Security Scrutinized
Security of the HealthCare.gov site, as well as the related backend systems of the Federal Facilitated Exchanges, has been closely scrutinized, even prior to the rocky launch of Obamacare's first open enrollment season in the fall of 2013. That launch was plagued with technical problems, including individuals encountering great difficulties accessing the site (see Insurance Exchanges: Work in Progress).
In addition, the lack of end-to-end security testing before the launch of HealthCare.gov on Oct. 1, 2013, had been a sore point focused on during several Congressional hearings that followed in the months afterwards.
Then in September 2014, HHS disclosed that that malware had been uploaded on a HealthCare.gov test server in July 2014. HHS officials said at the time that the malware was designed to launch a distributed denial-of-service attacks against other websites when activated. No consumer data was exposed in the incident, officials said.

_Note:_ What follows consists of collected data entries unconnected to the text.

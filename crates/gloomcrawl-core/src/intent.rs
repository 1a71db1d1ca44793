//! Per-frame player input.
//!
//! The host polls its input devices and hands the simulation an [`Intent`]
//! snapshot each frame. Movement flags act while held; the action flags
//! (`CAST_PRIMARY`, `MELEE`, `CAST_HEAL`) act once per press, detected as a
//! rising edge against the previous frame's snapshot.
//!
//! # Example
//!
//! ```
//! use gloomcrawl_core::intent::Intent;
//!
//! let previous = Intent::MOVE_LEFT;
//! let current = Intent::MOVE_LEFT | Intent::MOVE_RIGHT | Intent::MELEE;
//!
//! // Right wins over left.
//! assert_eq!(current.horizontal(), 1.0);
//! assert_eq!(current.rising_edges(previous), Intent::MOVE_RIGHT | Intent::MELEE);
//! assert!(current.triggered(previous, Intent::MELEE));
//! assert!(!current.triggered(current, Intent::MELEE));
//! ```

use bitflags::bitflags;
use serde::{Deserialize, Serialize};

bitflags! {
    /// Input snapshot for one frame.
    ///
    /// Serialized as a `|`-separated flag list, e.g. `"MOVE_RIGHT | MELEE"`.
    #[derive(Debug, Clone, Copy, Default, PartialEq, Eq, Hash, Serialize, Deserialize)]
    pub struct Intent: u8 {
        /// Move towards negative X
        const MOVE_LEFT    = 1 << 0;
        /// Move towards positive X
        const MOVE_RIGHT   = 1 << 1;
        /// Move towards negative Y
        const MOVE_UP      = 1 << 2;
        /// Move towards positive Y
        const MOVE_DOWN    = 1 << 3;
        /// Cast the primary projectile spell
        const CAST_PRIMARY = 1 << 4;
        /// Melee strike
        const MELEE        = 1 << 5;
        /// Cast the heal spell
        const CAST_HEAL    = 1 << 6;
    }
}

impl Intent {
    /// Flags that fire once per press rather than while held.
    pub const ACTIONS: Self = Self::CAST_PRIMARY.union(Self::MELEE).union(Self::CAST_HEAL);

    /// Horizontal axis: `1.0`, `-1.0` or `0.0`. Right wins over left.
    #[must_use]
    pub const fn horizontal(self) -> f32 {
        if self.contains(Self::MOVE_RIGHT) {
            1.0
        } else if self.contains(Self::MOVE_LEFT) {
            -1.0
        } else {
            0.0
        }
    }

    /// Vertical axis: `1.0`, `-1.0` or `0.0`. Down wins over up.
    #[must_use]
    pub const fn vertical(self) -> f32 {
        if self.contains(Self::MOVE_DOWN) {
            1.0
        } else if self.contains(Self::MOVE_UP) {
            -1.0
        } else {
            0.0
        }
    }

    /// Flags set now but not in `previous`.
    #[must_use]
    pub const fn rising_edges(self, previous: Self) -> Self {
        self.difference(previous)
    }

    /// True if `flag` was pressed this frame.
    #[must_use]
    pub const fn triggered(self, previous: Self, flag: Self) -> bool {
        self.rising_edges(previous).contains(flag)
    }
}

#[cfg(test)]
mod tests {
    use super::*;

    #[test]
    fn axes_follow_priority() {
        assert_eq!(Intent::empty().horizontal(), 0.0);
        assert_eq!(Intent::MOVE_LEFT.horizontal(), -1.0);
        assert_eq!((Intent::MOVE_LEFT | Intent::MOVE_RIGHT).horizontal(), 1.0);
        assert_eq!(Intent::MOVE_UP.vertical(), -1.0);
        assert_eq!((Intent::MOVE_UP | Intent::MOVE_DOWN).vertical(), 1.0);
    }

    #[test]
    fn held_action_does_not_retrigger() {
        let held = Intent::CAST_PRIMARY;
        assert!(held.triggered(Intent::empty(), Intent::CAST_PRIMARY));
        assert!(!held.triggered(held, Intent::CAST_PRIMARY));
        assert!(held.triggered(Intent::MOVE_UP, Intent::CAST_PRIMARY));
    }

    #[test]
    fn actions_mask() {
        assert!(Intent::ACTIONS.contains(Intent::CAST_HEAL));
        assert!(!Intent::ACTIONS.intersects(Intent::MOVE_LEFT | Intent::MOVE_DOWN));
    }

    #[test]
    fn json_representation() {
        let intent = Intent::MOVE_RIGHT | Intent::MELEE;
        let json = serde_json::to_string(&intent).unwrap();
        assert_eq!(json, r#""MOVE_RIGHT | MELEE""#);
        let back: Intent = serde_json::from_str(r#""MELEE | MOVE_RIGHT""#).unwrap();
        assert_eq!(back, intent);
        let empty: Intent = serde_json::from_str(r#""""#).unwrap();
        assert!(empty.is_empty());
    }
}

In response to criticism from privacy advocates and others, HHS in 2015 also made a number of fixes to the HealthCare.gov site to scale back on the release of consumer data to third-party commercial sites (see: Healthcare.gov Makes Privacy Fixes).
Watchdog Review
HealthCare.gov systems have also been the subject of security reviews by various government watchdog agencies, including the Government Accountability Office.
For instance, in March 2016, GAO issued a report noting that between October 2013 and March 2015, CMS reported 316 security-related incidents affecting HealthCare.gov and its supporting systems (see: Report Spotlights Healthcare.gov Security Weaknesses).
But the study also noted that none of the security incidents reported by CMS showed evidence that an outside attacker had successfully compromised sensitive data, such as personally identifiable information.
Nonetheless, that report noted GAO found weaknesses in systems and connections supporting HealthCare.gov, including the Federal Data Services data hub - a portal for exchanging information between the federal marketplace and CMS's external partners.